Jean Todt, Teamchef
Der als glänzender Organisator bekannte Franzose trat am 1. Juli 1993 seinen Dienst bei Ferrari an und baute durch die Verpflichtung der besten Ingenieure und Techniker
ein schlagkräftiges Team auf. Michael Schumacher, den er 1996 für Ferrari als Fahrer gewinnen konnte, ist ein enger Freund Jean Todts.Ross Brawn, Technischer
Direktor
Der Brite gilt als das Taktik-Genie der Formel 1. Mit seinen brillianten Strategien und schnellen taktischen Änderungen je nach Rennverlauf hat er entscheidenden
Anteil an Schumachers Erfolgen. Michael Schumacher weiß: "Ross kommen selbst unter höchster Anspannung und enormen Zeitdruck geniale Ideen."

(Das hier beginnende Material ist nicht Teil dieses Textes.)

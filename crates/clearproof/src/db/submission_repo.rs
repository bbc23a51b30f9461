//! Submission repository: submissions and their media files.

use chrono::{DateTime, Utc};
use rusqlite::{params, Connection, OptionalExtension, Row};

use super::{format_timestamp, parse_timestamp, Database, DatabaseError};
use crate::model::{MediaFile, MediaKind, Submission};

/// Input for a new submission row.
#[derive(Debug, Clone)]
pub struct NewSubmission {
    pub id: String,
    pub client_id: String,
    pub owner_user_id: String,
    pub message: Option<String>,
    pub created_at: DateTime<Utc>,
    pub media: Vec<NewMediaFile>,
}

/// Input for a new media file row. The media kind is derived on insert.
#[derive(Debug, Clone)]
pub struct NewMediaFile {
    pub id: String,
    pub stored_path: String,
    pub content_type: Option<String>,
    pub caption: Option<String>,
}

struct SubmissionRow {
    id: String,
    client_id: String,
    owner_user_id: String,
    message: Option<String>,
    created_at: String,
}

impl SubmissionRow {
    fn from_row(row: &Row<'_>) -> Result<Self, rusqlite::Error> {
        Ok(Self {
            id: row.get("id")?,
            client_id: row.get("client_id")?,
            owner_user_id: row.get("owner_user_id")?,
            message: row.get("message")?,
            created_at: row.get("created_at")?,
        })
    }

    fn into_submission(self, media: Vec<MediaFile>) -> Result<Submission, DatabaseError> {
        Ok(Submission {
            created_at: parse_timestamp("submissions.created_at", &self.created_at)?,
            id: self.id,
            client_id: self.client_id,
            owner_user_id: self.owner_user_id,
            message: self.message,
            media,
        })
    }
}

fn media_from_row(row: &Row<'_>) -> Result<MediaFile, rusqlite::Error> {
    let kind: String = row.get("media_kind")?;
    Ok(MediaFile {
        id: row.get("id")?,
        submission_id: row.get("submission_id")?,
        stored_path: row.get("stored_path")?,
        content_type: row.get("content_type")?,
        kind: MediaKind::from_str_lossy(&kind),
        caption: row.get("caption")?,
    })
}

/// Inserts a submission together with its media files.
pub fn insert(db: &Database, submission: &NewSubmission) -> Result<(), DatabaseError> {
    db.with_conn(|conn| {
        let tx = conn.unchecked_transaction()?;
        tx.execute(
            "INSERT INTO submissions (id, client_id, owner_user_id, message, created_at)
             VALUES (?1, ?2, ?3, ?4, ?5)",
            params![
                submission.id,
                submission.client_id,
                submission.owner_user_id,
                submission.message,
                format_timestamp(&submission.created_at),
            ],
        )?;

        for (position, media) in submission.media.iter().enumerate() {
            let kind = MediaKind::detect(media.content_type.as_deref(), &media.stored_path);
            tx.execute(
                "INSERT INTO media_files (id, submission_id, stored_path, content_type,
                 media_kind, caption, position)
                 VALUES (?1, ?2, ?3, ?4, ?5, ?6, ?7)",
                params![
                    media.id,
                    submission.id,
                    media.stored_path,
                    media.content_type,
                    kind.as_str(),
                    media.caption,
                    position as i64,
                ],
            )?;
        }

        tx.commit()?;
        Ok(())
    })
}

/// Finds a submission with its media files, regardless of owner.
pub fn find_by_id(db: &Database, id: &str) -> Result<Option<Submission>, DatabaseError> {
    db.with_conn(|conn| {
        let row = conn
            .query_row(
                "SELECT * FROM submissions WHERE id = ?1",
                params![id],
                SubmissionRow::from_row,
            )
            .optional()?;
        load_with_media(conn, row)
    })
}

/// Finds a submission only if it belongs to `owner_user_id`.
pub fn find_for_owner(
    db: &Database,
    id: &str,
    owner_user_id: &str,
) -> Result<Option<Submission>, DatabaseError> {
    db.with_conn(|conn| {
        let row = conn
            .query_row(
                "SELECT * FROM submissions WHERE id = ?1 AND owner_user_id = ?2",
                params![id, owner_user_id],
                SubmissionRow::from_row,
            )
            .optional()?;
        load_with_media(conn, row)
    })
}

fn load_with_media(
    conn: &Connection,
    row: Option<SubmissionRow>,
) -> Result<Option<Submission>, DatabaseError> {
    let Some(row) = row else {
        return Ok(None);
    };

    let mut stmt = conn.prepare(
        "SELECT * FROM media_files WHERE submission_id = ?1 ORDER BY position ASC, id ASC",
    )?;
    let media = stmt
        .query_map(params![row.id], media_from_row)?
        .collect::<Result<Vec<_>, _>>()?;

    row.into_submission(media).map(Some)
}

/// Submissions with at least one image whose analysis is missing, failed,
/// or stuck pending since before `stale_before` (or with no attempt time).
pub fn find_backfill_candidates(
    db: &Database,
    stale_before: &DateTime<Utc>,
) -> Result<Vec<String>, DatabaseError> {
    db.with_conn(|conn| {
        let mut stmt = conn.prepare(
            "SELECT s.id FROM submissions s
             LEFT JOIN content_features f ON f.submission_id = s.id
             WHERE EXISTS (
                 SELECT 1 FROM media_files m
                 WHERE m.submission_id = s.id AND m.media_kind = 'image'
             )
             AND (
                 f.id IS NULL
                 OR f.analysis_status = 'failed'
                 OR (f.analysis_status = 'pending'
                     AND (f.last_analyzed_at IS NULL OR f.last_analyzed_at < ?1))
             )
             ORDER BY s.created_at ASC",
        )?;
        let ids = stmt
            .query_map(params![format_timestamp(stale_before)], |r| r.get(0))?
            .collect::<Result<Vec<String>, _>>()?;
        Ok(ids)
    })
}

/// Deletes a submission. Media, reviews and the content feature cascade.
pub fn delete(db: &Database, id: &str) -> Result<bool, DatabaseError> {
    db.with_conn(|conn| {
        let affected = conn.execute("DELETE FROM submissions WHERE id = ?1", params![id])?;
        Ok(affected > 0)
    })
}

Rory Byrne, Chefdesigner Der von dem Südafrikaner entwickelte F1-2000 gilt als eines der Glanzstücke in der langen Ferrari-Geschichte.
Eigentlich wollte der 56-Jährige schon Ende 1999 in Ruhestand treten, doch jetzt wird er wohl ein neues Auto für den Titelverteidiger entwickeln. Paolo Martinelli,
Motorenchef
Der Italiener entwickelte den Zehnzylinder vom Typ 049 und dessen verschiedene Ausbaustufen. Luca Baldisseri, Renningenieur
In seiner ersten Saison als Schumachers Renningenieur feiert der Italiener gleich den größten Erfolg. Er ist für die Abstimmung des Autos am Grand-Prix-Wochenende
verantwortlich und leitet die Mechaniker entsprechend an. Willi Weber, Manager Seit 1989 kümmert sich der Stuttgarter um die geschäftlichen Belange des dreimaligen
Weltmeisters. "Ich fahre, den Rest macht Willi", meint Schumacher, der seinem Manager blind vertraut. Balbir Singh, Physiotherapeut
Seit fünf Jahren massiert und bekocht der gebürtige Inder den Starfahrer und ist auch sein ständiger Ansprechpartner. "Mit Balbir verbringe ich fast mehr
Zeit als mit meiner Frau", witzelte der Ferrari-Pilot einmal. Xavier Jolis, Fitnesstrainer Seit dieser Saison sorgt der Schweizer dafür, dass Schumacher
einer der körperlich fittesten Fahrer ist.